Sawfish
Pristidae
Sawfish have some of the most prized fins for shark fin soup, alongside tiger and mako sharks, and the meat is eaten as a secondary use. The saw and liver oil have also been used historically, with the oil once regarded in 1920s Florida as the best fish oil for eating.
Sawfish historically ranged across about 90 countries in tropical and subtropical waters, from Morocco to South Africa and New York to Uruguay, plus widely across the Indo-Pacific. They're euryhaline bottom-dwellers that stick to coastal marine and brackish estuary waters, usually less than 10 m deep, and the largetooth sawfish pushes far into freshwater, reported 1,340 km up the Amazon.

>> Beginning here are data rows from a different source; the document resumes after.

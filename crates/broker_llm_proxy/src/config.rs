//! Environment-variable configuration for `broker-llm-proxy` (component
//! E).

use std::net::SocketAddr;
use std::time::Duration;
use thiserror::Error;

#[derive(Debug, Error)]
pub enum ConfigError {
    #[error("missing required env var {0}")]
    Missing(&'static str),
    #[error("invalid value for {name}: {value}")]
    Invalid { name: &'static str, value: String },
}

#[derive(Debug, Clone)]
pub struct Config {
    pub bind: SocketAddr,
    pub vault_socket_path: std::path::PathBuf,
    /// Shared secret compared (constant-time) against `Authorization:
    /// Bearer <token>` or `X-API-Key: <token>`.
    pub proxy_token: String,
    /// The fixed upstream origin this proxy forwards `/v1/llm-proxy/{rest}`
    /// onto, e.g. `https://api.anthropic.com`.
    pub upstream_origin: url::Url,
    /// `(protocol, target)` of the vault's api-key entry for this LLM
    /// host — credential-resolution source (1).
    pub api_key_protocol: String,
    pub api_key_target: String,
    /// `target` of the vault's oauth2 secret — source (2).
    pub oauth_target: String,
    /// Environment variable carrying a fallback bearer token — source (3).
    pub env_token_var: String,
    /// On-disk credentials file (bearer token, first line) — source (4).
    pub credentials_file: Option<std::path::PathBuf>,
    pub oauth_refresh_margin: Duration,
    pub default_rate_limit_per_minute: u32,
    pub body_limit_bytes: usize,
    pub upstream_timeout: Duration,
    pub vault_rpc_timeout: Duration,
}

fn env_var(name: &'static str) -> Result<String, ConfigError> {
    std::env::var(name).map_err(|_| ConfigError::Missing(name))
}

fn env_var_or(name: &'static str, default: &str) -> String {
    std::env::var(name).unwrap_or_else(|_| default.to_string())
}

impl Config {
    pub fn from_env() -> Result<Self, ConfigError> {
        let bind_str = env_var_or("LLM_PROXY_BIND", "127.0.0.1:8082");
        let bind: SocketAddr = bind_str
            .parse()
            .map_err(|_| ConfigError::Invalid { name: "LLM_PROXY_BIND", value: bind_str.clone() })?;

        let vault_socket_path =
            std::path::PathBuf::from(env_var_or("VAULT_SOCKET_PATH", "/run/broker/vault.sock"));

        let proxy_token = env_var("LLM_PROXY_TOKEN")?;

        let origin_str = env_var_or("LLM_UPSTREAM_ORIGIN", "https://api.anthropic.com");
        let upstream_origin = url::Url::parse(&origin_str)
            .map_err(|_| ConfigError::Invalid { name: "LLM_UPSTREAM_ORIGIN", value: origin_str.clone() })?;

        let rate_str = env_var_or("PROXY_RATE_LIMIT", "60");
        let default_rate_limit_per_minute: u32 = rate_str
            .parse()
            .map_err(|_| ConfigError::Invalid { name: "PROXY_RATE_LIMIT", value: rate_str.clone() })?;

        Ok(Self {
            bind,
            vault_socket_path,
            proxy_token,
            api_key_protocol: env_var_or("LLM_CREDENTIAL_PROTOCOL", "llm"),
            api_key_target: upstream_origin.host_str().unwrap_or("llm-upstream").to_string(),
            oauth_target: env_var_or("LLM_OAUTH_TARGET", "anthropic-oauth"),
            env_token_var: env_var_or("LLM_UPSTREAM_TOKEN_VAR", "LLM_UPSTREAM_TOKEN"),
            credentials_file: std::env::var("LLM_CREDENTIALS_FILE").ok().map(std::path::PathBuf::from),
            upstream_origin,
            oauth_refresh_margin: crate::oauth::DEFAULT_REFRESH_MARGIN,
            default_rate_limit_per_minute,
            body_limit_bytes: broker_proxy_core::DEFAULT_BODY_LIMIT,
            upstream_timeout: broker_proxy_core::DEFAULT_UPSTREAM_TIMEOUT,
            vault_rpc_timeout: Duration::from_secs(5),
        })
    }
}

Sawfish in foreign languages
| Scientific | Pristidae |
| Hebrew | מסורניים |
| Arabic | قوبعيات منشارية |
| French | Poissons-scie |
| German | Sägerochen |
| Greek | Πριονόψαρο |
| Russian | Пилорылые скаты |
| Chinese | 锯鳐科 |
| Japanese | ノコギリエイ科 |
| Korean | 톱가오리 |
| Vietnamese | Bộ Cá đao |
| Thai | ปลาฉนาก |
- A cartilaginous relative of sharks with fins but no true scales, so it is not kosher.
- All five sawfish species are critically endangered according to the IUCN.